My American husband came to the UK full time in July 2015, to care for me after my operations in 2015 and 2016. We didn’t know whether they would be successful or what the result would be so we decided to sell my flat in London and relocate to Grantham, where one of my sisters lived, and be mortgage free.
We’d both had health issues that had impacted our finances drastically so being in the UK, where all my treatment was, seemed the sensible thing to do. We applied as husband and wife to the Home Office for him to be granted leave to remain for 10 years, expecting it to go through without a hitch. He’d then be able to work and care for me and I would have time to heal and get myself fit and ready for work.
We were completely blindsided when we were told our circumstances warranted special attention for humanitarian reasons and then devastated when his application was denied under those same reasons. The deciding criteria was that I wasn’t sick anymore and had family who could take care of me. We were just advised to stay in touch via Skype.

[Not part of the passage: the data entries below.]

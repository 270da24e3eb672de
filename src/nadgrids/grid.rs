//!
//! Grid subgrid table and bilinear interpolation/grid-shift application
//!
use crate::errors::{Error, Result};
use crate::math::{adjlon, consts::PI};
use crate::transform::Direction;

/// A longitude/latitude pair, in radians. Used both for grid origins and
/// for node shift values.
#[derive(Debug, Clone, Copy, Default)]
pub struct Lp {
    pub lam: f64,
    pub phi: f64,
}

/// One NTv2 subgrid: a rectangular, regularly spaced node matrix of
/// longitude/latitude shifts, all in radians.
#[derive(Debug)]
pub struct Subgrid {
    /// Lower-left corner of the grid
    pub ll: Lp,
    /// Node spacing
    pub del: Lp,
    /// Node matrix extent (number of columns, number of rows)
    pub lim: Lp,
    pub epsilon: f64,
    /// Node shift values, row-major, longitude-major within a row
    pub cvs: Box<[Lp]>,
}

/// A loaded grid file: a flat list of subgrids. When several subgrids
/// contain a point, the last match in the list wins -- NTv2 files list
/// parent grids first and children (which take precedence) after.
#[derive(Debug, Default)]
pub struct GridFile {
    pub subgrids: Vec<Subgrid>,
}

impl Subgrid {
    /// Return true if `(lam, phi)` falls within this subgrid's extent.
    pub fn matches(&self, lam: f64, phi: f64) -> bool {
        !(self.ll.phi - self.epsilon > phi
            || self.ll.lam - self.epsilon > lam
            || self.ll.phi + (self.lim.phi - 1.) * self.del.phi + self.epsilon < phi
            || self.ll.lam + (self.lim.lam - 1.) * self.del.lam + self.epsilon < lam)
    }

    pub fn nad_cvt(&self, dir: Direction, lam: f64, phi: f64, z: f64) -> Result<(f64, f64, f64)> {
        match dir {
            Direction::Forward => self.nad_cvt_forward(lam, phi, z),
            Direction::Inverse => self.nad_cvt_inverse(lam, phi, z),
        }
    }

    fn nad_cvt_forward(&self, lam: f64, phi: f64, z: f64) -> Result<(f64, f64, f64)> {
        let (t_lam, t_phi) = self.nad_intr(adjlon(lam - self.ll.lam - PI) + PI, phi - self.ll.phi)?;
        Ok((lam - t_lam, phi + t_phi, z))
    }

    /// Iterative (Newton) inverse shift: converges when the residual drops
    /// below 1e-12 rad, within at most 10 iterations.
    fn nad_cvt_inverse(&self, lam: f64, phi: f64, z: f64) -> Result<(f64, f64, f64)> {
        const MAX_ITER: usize = 10;
        const TOL: f64 = 1.0e-12;

        let (tb_lam, tb_phi) = (adjlon(lam - self.ll.lam - PI) + PI, phi - self.ll.phi);
        let (mut t_lam, mut t_phi) = self.nad_intr(tb_lam, tb_phi)?;

        t_lam = tb_lam + t_lam;
        t_phi = tb_phi - t_phi;

        let mut converged = false;
        for _ in 0..MAX_ITER {
            let (del_lam, del_phi) = self.nad_intr(t_lam, t_phi)?;
            let (diff_lam, diff_phi) = (t_lam - del_lam - tb_lam, t_phi + del_phi - tb_phi);

            if diff_lam.abs() <= TOL && diff_phi.abs() <= TOL {
                converged = true;
                break;
            }
            t_lam -= diff_lam;
            t_phi -= diff_phi;
        }

        if !converged {
            return Err(Error::InverseGridShiftConvError);
        }

        Ok((adjlon(t_lam + self.ll.lam), t_phi + self.ll.phi, z))
    }

    fn nad_intr(&self, lam: f64, phi: f64) -> Result<(f64, f64)> {
        let (t_lam, t_phi) = (lam / self.del.lam, phi / self.del.phi);

        fn check_lim(t: f64, lim: f64) -> Result<(f64, f64)> {
            let mut i = t.floor();
            let mut f = t - i;
            if i < 0. {
                if i == -1. && f > 0.99999999999 {
                    i += 1.;
                    f = 0.;
                } else {
                    return Err(Error::PointOutsideNadShiftArea);
                }
            } else {
                match i + 1. {
                    n if n == lim && f < 1.0e-11 => {
                        i -= 1.;
                        f = 1.;
                    }
                    n if n > lim => return Err(Error::PointOutsideNadShiftArea),
                    _ => (),
                }
            }
            Ok((i, f))
        }

        let (i_lam, f_lam) = check_lim(t_lam, self.lim.lam)?;
        let (i_phi, f_phi) = check_lim(t_phi, self.lim.phi)?;

        let mut index = (i_phi * self.lim.lam + i_lam) as usize;
        let f00 = &self.cvs[index];
        let f10 = &self.cvs[index + 1];
        index += self.lim.lam as usize;
        let f01 = &self.cvs[index];
        let f11 = &self.cvs[index + 1];

        let m00 = (1. - f_lam) * (1. - f_phi);
        let m01 = (1. - f_lam) * f_phi;
        let m10 = f_lam * (1. - f_phi);
        let m11 = f_lam * f_phi;

        Ok((
            m00 * f00.lam + m10 * f10.lam + m01 * f01.lam + m11 * f11.lam,
            m00 * f00.phi + m10 * f10.phi + m01 * f01.phi + m11 * f11.phi,
        ))
    }
}

impl GridFile {
    /// Find the subgrid covering `(lam, phi)`, preferring the last match
    /// (child grids listed after their parent take precedence).
    pub fn find_subgrid(&self, lam: f64, phi: f64) -> Option<&Subgrid> {
        self.subgrids.iter().rev().find(|g| g.matches(lam, phi))
    }

    pub fn apply_shift(&self, dir: Direction, lam: f64, phi: f64, z: f64) -> Result<(f64, f64, f64)> {
        self.find_subgrid(lam, phi)
            .ok_or(Error::PointOutsideNadShiftArea)?
            .nad_cvt(dir, lam, phi, z)
    }
}

#[cfg(test)]
mod tests {
    use super::*;

    fn flat_grid() -> Subgrid {
        // 2x2 node grid, one degree spacing, zero shift everywhere
        Subgrid {
            ll: Lp { lam: 0., phi: 0. },
            del: Lp {
                lam: 1f64.to_radians(),
                phi: 1f64.to_radians(),
            },
            lim: Lp { lam: 2., phi: 2. },
            epsilon: 1e-12,
            cvs: vec![Lp::default(); 4].into_boxed_slice(),
        }
    }

    #[test]
    fn zero_shift_grid_is_identity() {
        let g = flat_grid();
        let lam = 0.5f64.to_radians();
        let phi = 0.5f64.to_radians();
        let (olam, ophi, _) = g.nad_cvt(Direction::Forward, lam, phi, 0.).unwrap();
        assert!((olam - lam).abs() < 1e-15);
        assert!((ophi - phi).abs() < 1e-15);
    }

    #[test]
    fn forward_then_inverse_round_trip() {
        let g = flat_grid();
        let lam = 0.3f64.to_radians();
        let phi = 0.6f64.to_radians();
        let (flam, fphi, _) = g.nad_cvt(Direction::Forward, lam, phi, 0.).unwrap();
        let (ilam, iphi, _) = g.nad_cvt(Direction::Inverse, flam, fphi, 0.).unwrap();
        assert!((ilam - lam).abs() < 1e-9);
        assert!((iphi - phi).abs() < 1e-9);
    }

    #[test]
    fn outside_extent_is_error() {
        let g = flat_grid();
        assert!(g.nad_cvt(Direction::Forward, 10f64.to_radians(), 10f64.to_radians(), 0.)
            .is_err());
    }
}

Although I didn’t have cancer anymore, I had serious medical issues as a result of it. My two sisters who had previously cared for me had also now both been diagnosed with chronic kidney disease and an aneurysm respectively, so couldn’t help me. I had not been able to work for the better part of six years because I was too sick.
This was so traumatic for both of us and we couldn’t believe that we were being penalised because I’d been sick. I had just been offered the job working on The Curious Incident of the Dog in the Night-Time tour, but I could only do this job with my husband’s help and care.
We consulted a lawyer, who advised that appealing would be futile unless I got sicker again and said we should wait, as he wouldn’t be a priority. The Home Office then contacted us and said he needed to arrange to leave the country ASAP, or they would remove him. This was and is unacceptable. He has nowhere to live in America and I can’t move there as my residency there has been revoked since being sick.
It’s been challenging to recover, adapt and rebuild myself, and my life, and now I am being asked to do it without the care, support and love of my husband. He is currently still in the UK, as circumstances have made it impossible for him to return, however he has to report to the police station every two weeks and he’s not allowed to leave Grantham.
He is a 62 year-old man, Gregg Baker, an international opera singer who has worked since he was 15, whose only crime is being married to an English woman who got cancer.
We shouldn’t be penalised because I’ve been sick. My doctors have said that without his care I wouldn’t have survived and wouldn’t have been able to work. I’m hoping that in the future, Gregg and I will be able to live in the country of our choice.